Ignoring nearby stellar/solar cosmic rays (which will only exacerbate the damage) interstellar probes will be subject to galactic CR fluxes of about 3 particles/second/square centimetre with an effective penetration depth of between 0 to 100 cm. Taking microprobes of a few square cm area (say 10) and some mean travel time of say a few million years (10^14 seconds) to traverse a significant fraction of the galaxy at a few percent of the speed of light, the probe will encounter about 3 x 10^15 high energy (100 to 3000 MeV/nucleon) cosmic rays.

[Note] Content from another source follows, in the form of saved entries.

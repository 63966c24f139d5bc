//! In-memory [`Cache`] with per-entry expiry.

use std::collections::HashMap;
use std::sync::{Arc, RwLock};
use std::time::{Duration, Instant};

use async_trait::async_trait;

use super::{Cache, CacheError};

struct Entry {
    value: Vec<u8>,
    expires: Option<Instant>,
}

impl Entry {
    fn live(&self, now: Instant) -> bool {
        self.expires.map_or(true, |at| now < at)
    }
}

#[derive(Clone, Default)]
pub struct InMemoryCache {
    entries: Arc<RwLock<HashMap<String, Entry>>>,
}

impl InMemoryCache {
    pub fn new() -> Self {
        Self::default()
    }

    pub fn contains(&self, key: &str) -> bool {
        let now = Instant::now();
        self.entries
            .read()
            .map(|e| e.get(key).is_some_and(|entry| entry.live(now)))
            .unwrap_or(false)
    }
}

fn poisoned() -> CacheError {
    CacheError::Backend("cache lock poisoned".to_string())
}

#[async_trait]
impl Cache for InMemoryCache {
    async fn get(&self, key: &str) -> Result<Option<Vec<u8>>, CacheError> {
        let now = Instant::now();
        let entries = self.entries.read().map_err(|_| poisoned())?;
        Ok(entries
            .get(key)
            .filter(|entry| entry.live(now))
            .map(|entry| entry.value.clone()))
    }

    async fn set(&self, key: &str, value: Vec<u8>, ttl: Option<Duration>) -> Result<(), CacheError> {
        let expires = ttl.map(|ttl| Instant::now() + ttl);
        let mut entries = self.entries.write().map_err(|_| poisoned())?;
        entries.insert(key.to_string(), Entry { value, expires });
        Ok(())
    }

    async fn delete(&self, key: &str) -> Result<(), CacheError> {
        let mut entries = self.entries.write().map_err(|_| poisoned())?;
        entries.remove(key);
        Ok(())
    }
}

Although such microprobes will have about 10^24 atoms which is a billion times larger than the number of incident CR particles, the CR particles when colliding with the nuclei of the microprobe in their path will create cascade showers of many thousands high energy fragments thereby causing further damage to the probe. An analogy would be a very high powered dumdum bullet hitting a water melon and blasting a coneshaped trail of destruction through it. So my guess is that besides the problems of the large amount of energy required to get the probes up to some significant percentage of the speed of light and then slow them down, probes with less that a few metres shielding will not survive hostile CR environment for the times required for interstellar travel.

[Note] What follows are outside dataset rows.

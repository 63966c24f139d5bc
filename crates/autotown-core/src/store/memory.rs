//! In-memory [`KeyValueStore`] implementation for tests and local runs.
//!
//! Entities live in a `BTreeMap` behind `std::sync::RwLock`, each with a
//! version counter that backs optimistic transactions. Cursors encode the
//! sort position of the last returned entry, so pages stay correct when
//! entities are added or removed between invocations.

use std::cmp::Ordering;
use std::collections::{BTreeMap, HashMap};
use std::sync::atomic::{AtomicU32, Ordering as AtomicOrdering};
use std::sync::{Arc, RwLock};

use async_trait::async_trait;
use base64::engine::general_purpose::URL_SAFE_NO_PAD;
use base64::Engine;
use serde::{Deserialize, Serialize};
use serde_json::Value;

use crate::models::Key;

use super::{
    Cursor, Entity, KeyValueStore, Order, Query, QueryEntry, QueryPage, StoreError, Transaction,
};

struct Versioned {
    version: u64,
    entity: Entity,
}

#[derive(Default)]
struct Shared {
    entities: RwLock<BTreeMap<Key, Versioned>>,
    /// Number of upcoming commits to fail with a conflict.
    injected_conflicts: AtomicU32,
    /// Number of upcoming queries to fail with a backend error.
    injected_query_failures: AtomicU32,
}

/// In-memory store for tests and single-process runs.
#[derive(Clone, Default)]
pub struct InMemoryStore {
    shared: Arc<Shared>,
}

impl InMemoryStore {
    pub fn new() -> Self {
        Self::default()
    }

    /// Make the next `n` transaction commits fail with [`StoreError::Conflict`].
    pub fn inject_conflicts(&self, n: u32) {
        self.shared.injected_conflicts.store(n, AtomicOrdering::SeqCst);
    }

    /// Make the next `n` queries fail with [`StoreError::Backend`].
    pub fn inject_query_failures(&self, n: u32) {
        self.shared
            .injected_query_failures
            .store(n, AtomicOrdering::SeqCst);
    }

    pub fn len(&self) -> usize {
        self.shared.entities.read().map(|m| m.len()).unwrap_or(0)
    }

    pub fn is_empty(&self) -> bool {
        self.len() == 0
    }
}

fn poisoned<T>(_: T) -> StoreError {
    StoreError::Backend("store lock poisoned".to_string())
}

#[derive(Serialize, Deserialize)]
struct CursorPos {
    #[serde(default)]
    v: Value,
    k: String,
}

fn encode_cursor(sort_value: &Value, key: &Key) -> Cursor {
    let pos = CursorPos {
        v: sort_value.clone(),
        k: key.encode(),
    };
    let json = serde_json::to_vec(&pos).unwrap_or_default();
    Cursor::new(URL_SAFE_NO_PAD.encode(json))
}

fn decode_cursor(cursor: &Cursor) -> Result<(Value, Key), StoreError> {
    let raw = URL_SAFE_NO_PAD
        .decode(cursor.as_str())
        .map_err(|e| StoreError::Cursor(e.to_string()))?;
    let pos: CursorPos =
        serde_json::from_slice(&raw).map_err(|e| StoreError::Cursor(e.to_string()))?;
    let key = Key::decode(&pos.k).map_err(|e| StoreError::Cursor(e.to_string()))?;
    Ok((pos.v, key))
}

fn type_rank(v: &Value) -> u8 {
    match v {
        Value::Null => 0,
        Value::Bool(_) => 1,
        Value::Number(_) => 2,
        Value::String(_) => 3,
        Value::Array(_) => 4,
        Value::Object(_) => 5,
    }
}

/// Total order over JSON values: by type first, then by value.
fn compare_values(a: &Value, b: &Value) -> Ordering {
    match (a, b) {
        (Value::Bool(x), Value::Bool(y)) => x.cmp(y),
        (Value::Number(x), Value::Number(y)) => {
            let x = x.as_f64().unwrap_or(0.0);
            let y = y.as_f64().unwrap_or(0.0);
            x.partial_cmp(&y).unwrap_or(Ordering::Equal)
        }
        (Value::String(x), Value::String(y)) => x.cmp(y),
        (Value::Array(_), Value::Array(_)) | (Value::Object(_), Value::Object(_)) => {
            a.to_string().cmp(&b.to_string())
        }
        _ => type_rank(a).cmp(&type_rank(b)),
    }
}

/// Compare two `(sort value, key)` positions under `order`.
fn compare_positions(order: Option<&Order>, a: (&Value, &Key), b: (&Value, &Key)) -> Ordering {
    match order {
        None => a.1.cmp(b.1),
        Some(Order::Asc(_)) => compare_values(a.0, b.0).then_with(|| a.1.cmp(b.1)),
        Some(Order::Desc(_)) => compare_values(b.0, a.0).then_with(|| a.1.cmp(b.1)),
    }
}

#[async_trait]
impl KeyValueStore for InMemoryStore {
    async fn get(&self, key: &Key) -> Result<Entity, StoreError> {
        let entities = self.shared.entities.read().map_err(poisoned)?;
        entities
            .get(key)
            .map(|v| v.entity.clone())
            .ok_or(StoreError::NotFound)
    }

    async fn get_multi(&self, keys: &[Key]) -> Result<Vec<Result<Entity, StoreError>>, StoreError> {
        let entities = self.shared.entities.read().map_err(poisoned)?;
        Ok(keys
            .iter()
            .map(|k| {
                entities
                    .get(k)
                    .map(|v| v.entity.clone())
                    .ok_or(StoreError::NotFound)
            })
            .collect())
    }

    async fn put(&self, key: &Key, entity: Entity) -> Result<(), StoreError> {
        self.put_multi(vec![(key.clone(), entity)]).await
    }

    async fn put_multi(&self, entries: Vec<(Key, Entity)>) -> Result<(), StoreError> {
        let mut entities = self.shared.entities.write().map_err(poisoned)?;
        for (key, entity) in entries {
            let version = entities.get(&key).map(|v| v.version).unwrap_or(0) + 1;
            entities.insert(key, Versioned { version, entity });
        }
        Ok(())
    }

    async fn delete(&self, key: &Key) -> Result<(), StoreError> {
        self.delete_multi(std::slice::from_ref(key)).await
    }

    async fn delete_multi(&self, keys: &[Key]) -> Result<(), StoreError> {
        let mut entities = self.shared.entities.write().map_err(poisoned)?;
        for key in keys {
            entities.remove(key);
        }
        Ok(())
    }

    async fn query(&self, query: &Query) -> Result<QueryPage, StoreError> {
        if self
            .shared
            .injected_query_failures
            .fetch_update(AtomicOrdering::SeqCst, AtomicOrdering::SeqCst, |n| n.checked_sub(1))
            .is_ok()
        {
            return Err(StoreError::Backend("injected query failure".to_string()));
        }
        let start = query.start.as_ref().map(decode_cursor).transpose()?;
        let entities = self.shared.entities.read().map_err(poisoned)?;
        let order = query.order.as_ref();

        let mut matches: Vec<(Value, &Key, &Entity)> = entities
            .iter()
            .filter(|(k, _)| k.kind == query.kind)
            .filter(|(_, v)| {
                query
                    .filters
                    .iter()
                    .all(|f| v.entity.get(&f.field) == Some(&f.value))
            })
            .map(|(k, v)| {
                let sort_value = order
                    .and_then(|o| v.entity.get(o.field()).cloned())
                    .unwrap_or(Value::Null);
                (sort_value, k, &v.entity)
            })
            .collect();
        if order.is_some() {
            matches.sort_by(|a, b| compare_positions(order, (&a.0, a.1), (&b.0, b.1)));
        }

        let mut remaining = matches.into_iter().filter(|(v, k, _)| match &start {
            Some((sv, sk)) => compare_positions(order, (v, *k), (sv, sk)) == Ordering::Greater,
            None => true,
        });

        let limit = query.limit.unwrap_or(usize::MAX);
        let mut entries = Vec::new();
        let mut last_pos = None;
        for (sort_value, key, entity) in remaining.by_ref().take(limit) {
            last_pos = Some((sort_value, key.clone()));
            entries.push(QueryEntry {
                key: key.clone(),
                entity: if query.keys_only {
                    None
                } else {
                    Some(entity.clone())
                },
            });
        }
        let done = remaining.next().is_none();
        let cursor = match last_pos {
            Some((v, k)) => Some(encode_cursor(&v, &k)),
            None => query.start.clone(),
        };

        Ok(QueryPage {
            entries,
            cursor,
            done,
        })
    }

    async fn kinds(&self) -> Result<Vec<String>, StoreError> {
        let entities = self.shared.entities.read().map_err(poisoned)?;
        let mut kinds: Vec<String> = entities.keys().map(|k| k.kind.clone()).collect();
        kinds.dedup();
        Ok(kinds)
    }

    async fn begin(&self) -> Result<Box<dyn Transaction>, StoreError> {
        Ok(Box::new(MemoryTransaction {
            shared: Arc::clone(&self.shared),
            reads: HashMap::new(),
            writes: Vec::new(),
        }))
    }
}

struct MemoryTransaction {
    shared: Arc<Shared>,
    /// Version observed per key read; 0 means absent.
    reads: HashMap<Key, u64>,
    writes: Vec<(Key, Entity)>,
}

#[async_trait]
impl Transaction for MemoryTransaction {
    async fn get_multi(&mut self, keys: &[Key]) -> Result<Vec<Option<Entity>>, StoreError> {
        let entities = self.shared.entities.read().map_err(poisoned)?;
        let mut out = Vec::with_capacity(keys.len());
        for key in keys {
            let found = entities.get(key);
            self.reads
                .entry(key.clone())
                .or_insert_with(|| found.map(|v| v.version).unwrap_or(0));
            out.push(found.map(|v| v.entity.clone()));
        }
        Ok(out)
    }

    fn put(&mut self, key: Key, entity: Entity) {
        self.writes.push((key, entity));
    }

    async fn commit(self: Box<Self>) -> Result<(), StoreError> {
        let injected = self.shared.injected_conflicts.load(AtomicOrdering::SeqCst);
        if injected > 0 {
            self.shared
                .injected_conflicts
                .store(injected - 1, AtomicOrdering::SeqCst);
            return Err(StoreError::Conflict);
        }

        let mut entities = self.shared.entities.write().map_err(poisoned)?;
        for (key, seen) in &self.reads {
            let current = entities.get(key).map(|v| v.version).unwrap_or(0);
            if current != *seen {
                return Err(StoreError::Conflict);
            }
        }
        for (key, entity) in self.writes {
            let version = entities.get(&key).map(|v| v.version).unwrap_or(0) + 1;
            entities.insert(key, Versioned { version, entity });
        }
        Ok(())
    }
}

Regarding our satellites and probes (Voyager, Pioneer), some have survived for a couple of decades, but this is vastly shorter that the time scales required for interstellar travel and hence have experienced far less damage. Even the comparatively mild solar activity (particles with energies/nucleon of a million times smaller than galactic CRs) is enough to damage some communications satellites.
Peter Backus from the SETI Institute corresponded with me on this matter, and concluded that "whatever their technology, they can't avoid the physics. Small probes will require a thick shell to reduce damage from cosmic rays."